One thing this whole national insanity over the viral gift from China has taught me is that I do not need sports in my life. That new reality was really brought home to me last night as Major League Baseball opened its abbreviated, 60-game season. Or at least it’s supposed to last for 60 games – we’ll see if Anthony Fauci can’t kill that, too.
Don’t think Fauci and his fellow Democrats and their corrupt toadies in the news media won’t do everything they can to do that: Their entire goal here is to make you and every other American absolutely miserable going into Election Day, November 3. Having you miserable and desperate for change, any change, is the only way they can hope to get their isolated, increasingly senile nominee over the finish line.

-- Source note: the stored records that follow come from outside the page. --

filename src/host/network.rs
//! Network implementations
//!
//! `HttpNetwork` performs real requests with ureq on tokio's blocking pool.
//! `OfflineNetwork` rejects everything, and `StaticNetwork` answers from an
//! in-memory route table.

use super::{Network, Request, Response};
use crate::config::schema::NetworkConfig;
use crate::error::{SwcacheError, SwcacheResult};
use async_trait::async_trait;
use std::collections::HashMap;
use std::sync::Mutex;
use std::time::Duration;
use tracing::debug;
use ureq::Agent;

/// HTTP network backed by ureq
pub struct HttpNetwork {
    agent: Agent,
    user_agent: String,
}

impl HttpNetwork {
    /// Create a network client from config
    pub fn new(config: &NetworkConfig) -> Self {
        let timeout = match config.timeout_secs {
            0 => None,
            secs => Some(Duration::from_secs(secs)),
        };

        // Any status is a resolved response; only transport errors reject
        let agent: Agent = Agent::config_builder()
            .http_status_as_error(false)
            .timeout_global(timeout)
            .build()
            .into();

        Self {
            agent,
            user_agent: config.user_agent.clone(),
        }
    }

    fn fetch_blocking(
        agent: &Agent,
        user_agent: &str,
        request: &Request,
    ) -> SwcacheResult<Response> {
        let mut builder = ureq::http::Request::builder()
            .method(request.method.as_str())
            .uri(request.url.as_str())
            .header("User-Agent", user_agent);
        for (name, value) in request.cache.headers() {
            builder = builder.header(*name, *value);
        }
        let http_request = builder
            .body(())
            .map_err(|e| SwcacheError::network(&request.url, e))?;

        let mut response = agent
            .run(http_request)
            .map_err(|e| SwcacheError::network(&request.url, e))?;

        let status = response.status().as_u16();
        let headers = response
            .headers()
            .iter()
            .filter_map(|(name, value)| {
                value
                    .to_str()
                    .ok()
                    .map(|v| (name.as_str().to_ascii_lowercase(), v.to_string()))
            })
            .collect();
        let body = response
            .body_mut()
            .read_to_vec()
            .map_err(|e| SwcacheError::network(&request.url, e))?;

        Ok(Response {
            status,
            headers,
            body,
        })
    }
}

#[async_trait]
impl Network for HttpNetwork {
    async fn fetch(&self, request: &Request) -> SwcacheResult<Response> {
        debug!("Fetching {} ({:?})", request, request.cache);

        let agent = self.agent.clone();
        let user_agent = self.user_agent.clone();
        let owned = request.clone();
        let response = tokio::task::spawn_blocking(move || {
            Self::fetch_blocking(&agent, &user_agent, &owned)
        })
        .await
        .map_err(|e| SwcacheError::Internal(format!("fetch task failed: {}", e)))??;

        debug!("{} -> {}", request, response.status);
        Ok(response)
    }
}

/// Network that is permanently unreachable
#[derive(Debug, Clone, Copy, Default)]
pub struct OfflineNetwork;

#[async_trait]
impl Network for OfflineNetwork {
    async fn fetch(&self, request: &Request) -> SwcacheResult<Response> {
        Err(SwcacheError::network(&request.url, "offline"))
    }
}

/// In-memory network answering from a fixed route table.
///
/// Unrouted URLs answer 404. Routes registered with `fail` reject like a
/// dropped connection. Every request seen is recorded.
#[derive(Default)]
pub struct StaticNetwork {
    routes: HashMap<String, Option<Response>>,
    seen: Mutex<Vec<Request>>,
}

impl StaticNetwork {
    /// Create an empty route table
    pub fn new() -> Self {
        Self::default()
    }

    /// Answer `url` with `response`
    pub fn route(mut self, url: &str, response: Response) -> Self {
        self.routes.insert(Request::get(url).cache_key(), Some(response));
        self
    }

    /// Reject requests for `url`
    pub fn fail(mut self, url: &str) -> Self {
        self.routes.insert(Request::get(url).cache_key(), None);
        self
    }

    /// Requests received so far, in order
    pub fn requests(&self) -> Vec<Request> {
        self.seen
            .lock()
            .map(|seen| seen.clone())
            .unwrap_or_default()
    }
}

#[async_trait]
impl Network for StaticNetwork {
    async fn fetch(&self, request: &Request) -> SwcacheResult<Response> {
        if let Ok(mut seen) = self.seen.lock() {
            seen.push(request.clone());
        }

        match self.routes.get(&request.cache_key()) {
            Some(Some(response)) => Ok(response.clone()),
            Some(None) => Err(SwcacheError::network(&request.url, "connection refused")),
            None => Ok(Response::new(404, "Not Found")),
        }
    }
}
//! Configuration management for swcache

pub mod schema;

pub use schema::Config;

use crate::error::{SwcacheError, SwcacheResult};
use std::path::{Path, PathBuf};
use tokio::fs;
use tracing::{debug, info};

/// Configuration manager
pub struct ConfigManager {
    config_path: PathBuf,
}

impl ConfigManager {
    /// Create a new config manager with default path
    pub fn new() -> Self {
        Self {
            config_path: Self::default_config_path(),
        }
    }

    /// Create a config manager with a custom path
    pub fn with_path(path: PathBuf) -> Self {
        Self { config_path: path }
    }

    /// Get the default config file path
    pub fn default_config_path() -> PathBuf {
        dirs::config_dir()
            .unwrap_or_else(|| PathBuf::from("."))
            .join("swcache")
            .join("config.toml")
    }

    /// Get the default cache storage root
    pub fn default_cache_dir() -> PathBuf {
        dirs::cache_dir()
            .or_else(dirs::data_local_dir)
            .unwrap_or_else(|| PathBuf::from("."))
            .join("swcache")
    }

    /// Cache storage root for a loaded config
    pub fn cache_dir(config: &Config) -> PathBuf {
        config
            .storage
            .cache_dir
            .clone()
            .unwrap_or_else(Self::default_cache_dir)
    }

    /// Load configuration, using defaults if the file does not exist
    pub async fn load(&self) -> SwcacheResult<Config> {
        if !self.config_path.exists() {
            debug!("Config file not found, using defaults");
            return Ok(Config::default());
        }

        self.load_from_file(&self.config_path).await
    }

    /// Load configuration from a specific file
    pub async fn load_from_file(&self, path: &Path) -> SwcacheResult<Config> {
        let content = fs::read_to_string(path)
            .await
            .map_err(|e| SwcacheError::io(format!("reading config from {}", path.display()), e))?;

        toml::from_str(&content).map_err(|e| SwcacheError::ConfigInvalid {
            path: path.to_path_buf(),
            reason: e.to_string(),
        })
    }

    /// Save configuration to file
    pub async fn save(&self, config: &Config) -> SwcacheResult<()> {
        if let Some(parent) = self.config_path.parent() {
            fs::create_dir_all(parent)
                .await
                .map_err(|e| SwcacheError::ConfigDirCreate {
                    path: parent.to_path_buf(),
                    source: e,
                })?;
        }

        let content = toml::to_string_pretty(config)?;
        fs::write(&self.config_path, content).await.map_err(|e| {
            SwcacheError::io(
                format!("writing config to {}", self.config_path.display()),
                e,
            )
        })?;

        info!("Configuration saved to {}", self.config_path.display());
        Ok(())
    }

    /// Get the config file path
    pub fn path(&self) -> &Path {
        &self.config_path
    }
}

impl Default for ConfigManager {
    fn default() -> Self {
        Self::new()
    }
}
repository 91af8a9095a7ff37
//! Command-line interface

pub mod args;
pub mod commands;

pub use args::{Cli, Commands};
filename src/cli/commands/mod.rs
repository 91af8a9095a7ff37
//! CLI command implementations
//!
//! Each command acts as the host for one worker process instance: a disk
//! cache storage under the configured cache directory, the HTTP network
//! (or an offline one), and a local scope with no pages to claim.

pub mod activate;
pub mod clear;
pub mod config;
pub mod fetch;
pub mod install;
pub mod list;
pub mod status;

pub use activate::execute as activate;
pub use clear::execute as clear;
pub use config::execute as config;
pub use fetch::execute as fetch;
pub use install::execute as install;
pub use list::execute as list;
pub use status::execute as status;

use crate::config::{Config, ConfigManager};
use crate::host::{DiskCacheStorage, Host, HttpNetwork, LocalScope, Network, OfflineNetwork};
use std::sync::Arc;
use tracing::debug;

/// Disk storage at the configured cache directory
pub(crate) fn disk_storage(config: &Config) -> Arc<DiskCacheStorage> {
    let root = ConfigManager::cache_dir(config);
    debug!("Cache storage at {}", root.display());
    Arc::new(DiskCacheStorage::new(root))
}

/// Host collaborators for a CLI-driven worker
pub(crate) fn cli_host(config: &Config, offline: bool) -> Host {
    let network: Arc<dyn Network> = if offline {
        Arc::new(OfflineNetwork)
    } else {
        Arc::new(HttpNetwork::new(&config.network))
    };
    Host::new(network, disk_storage(config), Arc::new(LocalScope::new()))
}
//! Status command - configuration, active cache and version drift
//!
//! The fallback version has to match the deployed version descriptor, or a
//! restarted worker keeps (and prunes toward) the wrong cache. Nothing at
//! runtime detects that drift, so this command checks it explicitly.

use super::cli_host;
use crate::config::Config;
use crate::error::SwcacheResult;
use crate::ui::{self, UiContext};
use crate::worker::{CacheController, NameSource};

/// Drift between the fallback name and what the descriptor declares
#[derive(Debug, Clone, PartialEq, Eq)]
pub enum Drift {
    /// Descriptor and fallback agree
    InSync,
    /// Descriptor declares a different name
    Diverged { deployed: String },
    /// Descriptor could not be checked
    Unknown(String),
}

/// Compare the fallback name against a resolved descriptor name
pub fn detect_drift(fallback: &str, deployed: &str, source: &NameSource) -> Drift {
    match source {
        NameSource::Fallback(reason) => Drift::Unknown(reason.clone()),
        NameSource::Descriptor | NameSource::MissingField if deployed == fallback => Drift::InSync,
        NameSource::Descriptor | NameSource::MissingField => Drift::Diverged {
            deployed: deployed.to_string(),
        },
    }
}

/// Execute the status command
pub async fn execute(config: &Config) -> SwcacheResult<()> {
    let ctx = UiContext::detect();
    let host = cli_host(config, false);
    let caches = host.caches.clone();
    let controller = CacheController::resume(&config.app, host)?;

    ui::intro(&ctx, "swcache status");

    ui::key_value(&ctx, "scope", &config.app.scope);
    ui::key_value(&ctx, "storage", caches.backend_name());
    let fallback = controller.current_cache_name();
    ui::key_value(&ctx, "fallback cache", &fallback);

    if caches.has(&fallback).await? {
        let entries = caches.open(&fallback).await?.requests().await?.len();
        ui::key_value_status(&ctx, "fallback store", &format!("{} entries", entries), true);
    } else {
        ui::key_value_status(&ctx, "fallback store", "missing", false);
    }

    let stale = controller.stale_caches().await?;
    ui::key_value_status(
        &ctx,
        "stale caches",
        &stale.len().to_string(),
        stale.is_empty(),
    );

    let resolved = controller.probe_cache_name().await;
    match detect_drift(&fallback, &resolved.name, &resolved.source) {
        Drift::InSync => ui::step_ok(&ctx, "Version descriptor matches fallback version"),
        Drift::Diverged { deployed } => ui::step_warn_hint(
            &ctx,
            &format!("Deployed descriptor names {}, fallback is {}", deployed, fallback),
            "Update app.fallback_version to match",
        ),
        Drift::Unknown(reason) => ui::step_warn(
            &ctx,
            &format!("Could not check version descriptor: {}", reason),
        ),
    }

    Ok(())
}
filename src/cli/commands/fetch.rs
//! Fetch command - network first, active cache as fallback

use super::cli_host;
use crate::cli::args::FetchArgs;
use crate::config::Config;
use crate::error::{SwcacheError, SwcacheResult};
use crate::host::{resolve_url, Request};
use crate::worker::{CacheController, FetchOutcome};
use std::io::{self, Write};
use tokio::fs;
use tracing::info;

/// Execute the fetch command
pub async fn execute(args: FetchArgs, config: &Config) -> SwcacheResult<()> {
    let controller = CacheController::resume(&config.app, cli_host(config, args.offline))?;
    let url = resolve_url(&config.app.scope, &args.url)?;

    let outcome = controller.handle_fetch(Request::get(url.as_str())).await?;
    controller.wait_until_idle().await;

    let response = match outcome {
        FetchOutcome::Miss => {
            return Err(SwcacheError::User(format!(
                "{} is unreachable and not cached in {}",
                url,
                controller.current_cache_name()
            )));
        }
        FetchOutcome::Network(ref response) | FetchOutcome::Cache(ref response) => response,
    };
    info!(
        "{} {} from {} ({} bytes)",
        response.status,
        url,
        outcome.source(),
        response.body.len()
    );

    match args.output {
        Some(path) => fs::write(&path, &response.body)
            .await
            .map_err(|e| SwcacheError::io(format!("writing {}", path.display()), e))?,
        None => {
            let mut stdout = io::stdout().lock();
            stdout
                .write_all(&response.body)
                .and_then(|()| stdout.flush())
                .map_err(|e| SwcacheError::io("writing to stdout", e))?;
        }
    }

    Ok(())
}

I’ve been a rabid sports fan all my life, since my Daddy, who was himself a fine football player and athlete, taught me to love the Texas Longhorns and the Dallas Cowboys when I was about 5 years old. My first clear football memory is of watching the Longhorns beat Roger Staubach and Navy in the 1964 Cotton Bowl to secure the national championship for that season. That Staubach then went on to lead the Cowboys to two Super Bowl victories is one of those little synchronicities of my life.
My Dad was a high school football official for 30 years – until a heart condition forced him to the sidelines for good – and for a few years in my young adulthood I tried my hand at following in his footsteps. But I wasn’t much good at it because I would get too absorbed in watching the action to focus on my assignment. I was too much of a fan of football to officiate the game.
Growing up in Beeville, Texas, I was one of three Los Angeles Dodgers fans in a town of 13,000 Houston Astros fans. The Texas Rangers hadn’t been born yet, and nobody in South Texas cares about the Rangers to this day anyway. But I became a Dodgers fan when Dad and a friend took me to see the Astrodome one Saturday when the Dodgers were in town. We sat right behind the Dodgers’ dugout as Sandy Koufax tossed a masterpiece that night, and I was hooked forever.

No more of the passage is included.